Zulip Chat Archive
Stream: Is there code for X?
Topic: Characterization of `ClusterPt` by closure
Anatole Dedecker (Jul 19 2023 at 10:14):
Do we have the following?
import Mathlib.Topology.Basic
open Filter Topology Function Prod Set
theorem clusterPt_iff_forall_mem_closure [TopologicalSpace X] {F : Filter X} {x : X} :
ClusterPt x F ↔ ∀ s ∈ F, x ∈ closure s := by
simp only [ClusterPt, inf_comm, inf_neBot_iff, inter_comm, mem_closure_iff_nhds]
Bonus points for the equivalent:
theorem clusterPt_iff_lift'_closure [TopologicalSpace X] {F : Filter X} {x : X} :
ClusterPt x F ↔ ((F.lift' closure) ⊓ pure x).NeBot := by
simp_rw [clusterPt_iff_forall_mem_closure, ← principal_singleton,
F.basis_sets.lift'_closure.inf_principal_neBot_iff, inter_singleton_nonempty,
mem_closure_iff_nhds, id]
Anatole Dedecker (Jul 19 2023 at 10:16):
Context: I got nerdsniped by discussions on #5969 and decided it's about time that we develop the basic theory of proper maps, but the proofs in Bourbaki are just not filter-y enough.
Oliver Nash (Jul 19 2023 at 10:27):
Looking now, I don't see these results.
Oliver Nash (Jul 19 2023 at 10:29):
I presume you've seen that we have a the type of bundled maps docs#CocompactMap though we know almost nothing about it.

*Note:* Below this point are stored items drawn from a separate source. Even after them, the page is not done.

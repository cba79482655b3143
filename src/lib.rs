// src/lib.rs

pub mod admission;
pub mod config;
pub mod error;
pub mod gemini;
pub mod persona;
pub mod prompt;
pub mod relay;
pub mod server;

pub use error::{RelayError, Result};
// src/prompt/builder.rs

use crate::persona::Persona;

/// Joins the persona instructions and the user's question
pub const QUESTION_SEPARATOR: &str = "\n\nKysymys: ";

/// Builds the single-turn prompt: persona instructions, separator, user message.
///
/// The message is passed through verbatim; validation happens before this.
pub fn compose_prompt(persona: Persona, message: &str) -> String {
    let instructions = persona.prompt();
    let mut prompt =
        String::with_capacity(instructions.len() + QUESTION_SEPARATOR.len() + message.len());

    prompt.push_str(instructions);
    prompt.push_str(QUESTION_SEPARATOR);
    prompt.push_str(message);
    prompt
}
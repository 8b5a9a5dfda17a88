/// Listings shown per page of the results view.
pub const PAGE_SIZE: usize = 5;

/// Number of pages needed for `len` items. Callers must not paginate an
/// empty set; zero means there is nothing to render.
pub fn page_count(len: usize, page_size: usize) -> usize {
    len.div_ceil(page_size)
}

/// Clamps a page index into `0..pages`. Navigation callbacks store the
/// unclamped index; this runs in the render step.
pub fn clamp_page(page: usize, pages: usize) -> usize {
    if pages == 0 {
        return 0;
    }
    page.min(pages - 1)
}

pub fn page_slice<T>(items: &[T], page: usize, page_size: usize) -> &[T] {
    let start = (page * page_size).min(items.len());
    let end = ((page + 1) * page_size).min(items.len());
    &items[start..end]
}

#[cfg(test)]
mod tests {
    use super::*;

    #[test]
    fn page_count_covers_all_items() {
        for len in 1..=40usize {
            for page_size in 1..=7usize {
                let pages = page_count(len, page_size);
                assert!(pages * page_size >= len);
                assert!((pages - 1) * page_size < len);
            }
        }
    }

    #[test]
    fn page_count_of_empty_is_zero() {
        assert_eq!(page_count(0, PAGE_SIZE), 0);
    }

    #[test]
    fn clamp_is_noop_in_bounds() {
        assert_eq!(clamp_page(0, 3), 0);
        assert_eq!(clamp_page(2, 3), 2);
    }

    #[test]
    fn clamp_pulls_overflow_to_last_page() {
        assert_eq!(clamp_page(7, 3), 2);
        assert_eq!(clamp_page(usize::MAX, 1), 0);
    }

    #[test]
    fn slice_covers_expected_window() {
        let items: Vec<usize> = (0..12).collect();
        assert_eq!(page_slice(&items, 0, 5), &[0, 1, 2, 3, 4]);
        assert_eq!(page_slice(&items, 1, 5), &[5, 6, 7, 8, 9]);
        assert_eq!(page_slice(&items, 2, 5), &[10, 11]);
        assert_eq!(page_slice(&items, 3, 5), &[] as &[usize]);
    }
}
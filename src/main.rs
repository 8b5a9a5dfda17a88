mod api;
mod config;
mod errors;
mod handlers;
mod i18n;
mod model;
mod pager;
mod prefs;
mod session;
mod state;
mod view;

use std::path::PathBuf;
use std::sync::Arc;

use clap::Parser;
use teloxide::prelude::*;

use crate::api::RebrickableClient;
use crate::config::{Config, FETCH_TIMEOUT_MS, REBRICKABLE_BASE_URL};
use crate::errors::BotError;
use crate::prefs::FileLangStore;
use crate::state::AppState;

#[derive(Debug, Parser)]
#[command(
    name = "brickalts",
    version,
    about = "Telegram bot for browsing Rebrickable alternate builds."
)]
struct Args {
    /// Path to the language preference file.
    #[arg(long)]
    prefs: Option<PathBuf>,
}

#[tokio::main]
async fn main() {
    env_logger::init();

    let args = Args::parse();
    if let Err(err) = run(args).await {
        eprintln!("Error: {err}");
        std::process::exit(1);
    }
}

async fn run(args: Args) -> Result<(), BotError> {
    let config = Config::from_env(args.prefs)?;
    let api = RebrickableClient::new(
        REBRICKABLE_BASE_URL.to_string(),
        config.api_key.clone(),
        FETCH_TIMEOUT_MS,
    )?;
    let prefs = FileLangStore::load(config.prefs_path.clone());
    let state = Arc::new(AppState::new(api, Box::new(prefs)));

    let bot = Bot::new(config.bot_token.clone());
    log::info!("bot is running");

    let handler = dptree::entry()
        .branch(Update::filter_message().endpoint(handlers::message::handle_message))
        .branch(Update::filter_callback_query().endpoint(handlers::callback::handle_callback));

    Dispatcher::builder(bot, handler)
        .dependencies(dptree::deps![state])
        .enable_ctrlc_handler()
        .build()
        .dispatch()
        .await;

    Ok(())
}
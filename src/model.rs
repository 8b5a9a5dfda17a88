use std::fmt;

/// One alternate build as returned by the upstream catalog. Immutable once
/// fetched; every optional upstream field has a defined default here so the
/// rest of the bot never inspects untyped JSON.
#[derive(Debug, Clone, PartialEq, Eq)]
pub struct Listing {
    pub name: String,
    pub designer: String,
    pub num_parts: Option<u32>,
    pub url: Option<String>,
    pub has_instructions: bool,
}

/// A validated set number: exactly one `-`, decimal digits on both sides
/// (`77244-1`). Anything else is rejected before any network call.
#[derive(Debug, Clone, PartialEq, Eq)]
pub struct SetNum(String);

impl SetNum {
    pub fn parse(input: &str) -> Option<Self> {
        let trimmed = input.trim();
        let (set, variant) = trimmed.split_once('-')?;
        if set.is_empty() || variant.is_empty() {
            return None;
        }
        let digits = |s: &str| s.chars().all(|c| c.is_ascii_digit());
        if !digits(set) || !digits(variant) {
            return None;
        }
        Some(Self(trimmed.to_string()))
    }

    pub fn as_str(&self) -> &str {
        &self.0
    }
}

impl fmt::Display for SetNum {
    fn fmt(&self, f: &mut fmt::Formatter<'_>) -> fmt::Result {
        f.write_str(&self.0)
    }
}

/// Reduces the raw listing sequence to the display list. Identity when
/// `pdf_only` is off; otherwise keeps only listings with building
/// instructions, preserving upstream order.
pub fn filter_listings(listings: &[Listing], pdf_only: bool) -> Vec<Listing> {
    if !pdf_only {
        return listings.to_vec();
    }
    listings
        .iter()
        .filter(|l| l.has_instructions)
        .cloned()
        .collect()
}
use std::sync::Arc;

use teloxide::prelude::*;

use crate::config::FETCH_LIMIT;
use crate::errors::BotError;
use crate::i18n::{self, Lang};
use crate::model::SetNum;
use crate::state::AppState;
use crate::view;

pub async fn handle_message(
    bot: Bot,
    msg: Message,
    state: Arc<AppState>,
) -> Result<(), BotError> {
    let Some(user) = msg.from() else {
        return Ok(());
    };
    let user_id = user.id.0;
    let Some(text) = msg.text() else {
        return Ok(());
    };
    let text = text.to_string();
    let lang = state.lang_for(user_id);

    if let Some(cmd) = parse_command(&text) {
        let rest = text
            .splitn(2, char::is_whitespace)
            .nth(1)
            .unwrap_or("")
            .trim()
            .to_string();
        match cmd {
            "alts" => handle_alts_command(&bot, &msg, &state, user_id, lang, &rest).await?,
            "language" => {
                let (prompt, keyboard) = view::language_view(lang);
                bot.send_message(msg.chat.id, prompt)
                    .reply_markup(keyboard)
                    .await?;
            }
            // /start, /help and anything unrecognized all land on the help text.
            _ => {
                let (help, keyboard) = view::help_view(lang);
                bot.send_message(msg.chat.id, help)
                    .reply_markup(keyboard)
                    .await?;
            }
        }
        return Ok(());
    }

    // Free text only matters while a set number is expected; the flag is
    // consumed either way.
    let awaiting = {
        let mut sessions = state.sessions.lock().await;
        let session = sessions.entry(user_id).or_default();
        let awaiting = session.awaiting_set_num;
        session.awaiting_set_num = false;
        awaiting
    };
    if !awaiting {
        return Ok(());
    }

    match SetNum::parse(&text) {
        Some(set_num) => run_query(&bot, msg.chat.id, &state, user_id, lang, set_num).await?,
        None => {
            bot.send_message(msg.chat.id, i18n::t(lang, "bad-format"))
                .await?;
        }
    }
    Ok(())
}

async fn handle_alts_command(
    bot: &Bot,
    msg: &Message,
    state: &Arc<AppState>,
    user_id: u64,
    lang: Lang,
    rest: &str,
) -> Result<(), BotError> {
    if rest.is_empty() {
        {
            let mut sessions = state.sessions.lock().await;
            sessions.entry(user_id).or_default().awaiting_set_num = true;
        }
        bot.send_message(msg.chat.id, i18n::t(lang, "prompt-set"))
            .await?;
        return Ok(());
    }

    let Some(set_num) = SetNum::parse(rest) else {
        // Rejected before any network call; the session is untouched.
        bot.send_message(msg.chat.id, i18n::t(lang, "bad-format"))
            .await?;
        return Ok(());
    };
    run_query(bot, msg.chat.id, state, user_id, lang, set_num).await
}

pub(crate) async fn run_query(
    bot: &Bot,
    chat_id: ChatId,
    state: &Arc<AppState>,
    user_id: u64,
    lang: Lang,
    set_num: SetNum,
) -> Result<(), BotError> {
    match state.api.fetch_alternates(&set_num, FETCH_LIMIT).await {
        Ok(listings) if listings.is_empty() => {
            {
                let mut sessions = state.sessions.lock().await;
                sessions.entry(user_id).or_default().clear_results();
            }
            bot.send_message(
                chat_id,
                i18n::t_args(lang, "not-found", &[("set", set_num.as_str())]),
            )
            .await?;
        }
        Ok(listings) => {
            let view = {
                let mut sessions = state.sessions.lock().await;
                let session = sessions.entry(user_id).or_default();
                session.start_results(set_num, listings);
                let view = view::render_results(session, lang);
                session.page = view.page;
                view
            };
            bot.send_message(chat_id, view.text)
                .reply_markup(view.keyboard)
                .await?;
        }
        Err(err) => {
            // Session stays in its prior state; the raw cause is shown.
            log::warn!("fetch failed for {set_num}: {err}");
            bot.send_message(
                chat_id,
                i18n::t_args(lang, "fetch-error", &[("cause", &err.to_string())]),
            )
            .await?;
        }
    }
    Ok(())
}

fn parse_command(text: &str) -> Option<&str> {
    let first = text.split_whitespace().next()?;
    let cmd = first.strip_prefix('/')?;
    Some(cmd.split('@').next().unwrap_or(cmd))
}

#[cfg(test)]
mod tests {
    use super::*;

    #[test]
    fn parse_command_strips_slash_and_bot_suffix() {
        assert_eq!(parse_command("/alts 77244-1"), Some("alts"));
        assert_eq!(parse_command("/alts@brickalts_bot 77244-1"), Some("alts"));
        assert_eq!(parse_command("/start"), Some("start"));
    }

    #[test]
    fn parse_command_ignores_plain_text() {
        assert_eq!(parse_command("77244-1"), None);
        assert_eq!(parse_command("  "), None);
    }
}
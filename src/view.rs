use teloxide::types::{InlineKeyboardButton, InlineKeyboardMarkup};

use crate::i18n::{self, Lang};
use crate::model::filter_listings;
use crate::pager::{PAGE_SIZE, clamp_page, page_count, page_slice};
use crate::session::Session;

pub const CB_PREV: &str = "pg:prev";
pub const CB_NEXT: &str = "pg:next";
pub const CB_FILTER: &str = "flt:pdf";
pub const CB_LANG_PREFIX: &str = "lang:";

#[derive(Debug, Clone)]
pub struct ResultsView {
    pub text: String,
    pub keyboard: InlineKeyboardMarkup,
    /// The clamped page index; callers store it back into the session.
    pub page: usize,
}

/// Composes the paged results message for a session with raw listings.
/// Clamping happens here, not at navigation time. An empty filtered set
/// (only reachable with the filter on) renders the "no instructions" text
/// with the nav row absent so the filter can be toggled back.
pub fn render_results(session: &Session, lang: Lang) -> ResultsView {
    let set = session
        .set_num
        .as_ref()
        .map(|s| s.as_str().to_string())
        .unwrap_or_default();

    let filtered = filter_listings(&session.listings, session.pdf_only);
    if filtered.is_empty() {
        return ResultsView {
            text: i18n::t_args(lang, "filter-empty", &[("set", &set)]),
            keyboard: InlineKeyboardMarkup::new(vec![
                vec![filter_button(lang, session.pdf_only)],
                lang_row(lang),
            ]),
            page: 0,
        };
    }

    let pages = page_count(filtered.len(), PAGE_SIZE);
    let page = clamp_page(session.page, pages);
    let items = page_slice(&filtered, page, PAGE_SIZE);

    let filter_note = if session.pdf_only {
        i18n::t(lang, "filter-note")
    } else {
        String::new()
    };
    let mut text = i18n::t_args(
        lang,
        "header",
        &[
            ("set", &set),
            ("shown", &items.len().to_string()),
            ("total", &filtered.len().to_string()),
            ("filter", &filter_note),
        ],
    );
    text.push_str("\n\n");

    for (offset, listing) in items.iter().enumerate() {
        let ordinal = page * PAGE_SIZE + offset + 1;
        let parts = listing
            .num_parts
            .map(|n| n.to_string())
            .unwrap_or_else(|| "-".to_string());
        let instr = if listing.has_instructions {
            i18n::t(lang, "pdf-available")
        } else {
            i18n::t(lang, "no-instructions")
        };
        text.push_str(&i18n::t_args(
            lang,
            "listing-line",
            &[
                ("i", &ordinal.to_string()),
                ("name", &listing.name),
                ("designer", &listing.designer),
                ("parts", &parts),
                ("instr", &instr),
            ],
        ));
        text.push('\n');
        if let Some(url) = &listing.url {
            text.push_str(url);
            text.push('\n');
        }
        text.push('\n');
    }

    let mut rows = Vec::new();
    let mut nav = Vec::new();
    if page > 0 {
        nav.push(InlineKeyboardButton::callback(
            i18n::t(lang, "btn-prev"),
            CB_PREV,
        ));
    }
    if page + 1 < pages {
        nav.push(InlineKeyboardButton::callback(
            i18n::t(lang, "btn-next"),
            CB_NEXT,
        ));
    }
    if !nav.is_empty() {
        rows.push(nav);
    }
    rows.push(vec![filter_button(lang, session.pdf_only)]);
    rows.push(lang_row(lang));

    ResultsView {
        text: text.trim_end().to_string(),
        keyboard: InlineKeyboardMarkup::new(rows),
        page,
    }
}

pub fn help_view(lang: Lang) -> (String, InlineKeyboardMarkup) {
    (
        i18n::t(lang, "help"),
        InlineKeyboardMarkup::new(vec![lang_row(lang)]),
    )
}

pub fn language_view(lang: Lang) -> (String, InlineKeyboardMarkup) {
    (
        i18n::t(lang, "choose-lang"),
        InlineKeyboardMarkup::new(vec![lang_row(lang)]),
    )
}

fn filter_button(lang: Lang, pdf_only: bool) -> InlineKeyboardButton {
    let key = if pdf_only {
        "btn-filter-off"
    } else {
        "btn-filter-on"
    };
    InlineKeyboardButton::callback(i18n::t(lang, key), CB_FILTER)
}

fn lang_row(lang: Lang) -> Vec<InlineKeyboardButton> {
    vec![
        InlineKeyboardButton::callback(
            i18n::t(lang, "btn-lang-en"),
            format!("{CB_LANG_PREFIX}en"),
        ),
        InlineKeyboardButton::callback(
            i18n::t(lang, "btn-lang-ru"),
            format!("{CB_LANG_PREFIX}ru"),
        ),
    ]
}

Anatole Dedecker (Jul 19 2023 at 10:32):
Yes but these are only true proper maps for locally compact spaces, I will try to make a usable bridge between the two APIs (although for now I'm going for unbundled proper maps whereas docs#CocompactMap only has a bundled version iirc)
Patrick Massot (Jul 19 2023 at 10:50):
It's not there. I'm sad to see inf_comm, inf_neBot_iff, inter_comm in your proof. I thought our convention to order stuff was sufficiently consistent to avoid that. Maybe we need a inf_neBot_iff' to avoid that.
Anatole Dedecker (Jul 19 2023 at 11:10):
Well in some sense the fact that I need to revert by using inter_comm after inf_comm means that the convention is almost perfect! But indeed adding inf_neBot_iff' seems like the cleanest thing to do.
Last updated: Dec 20 2023 at 11:08 UTC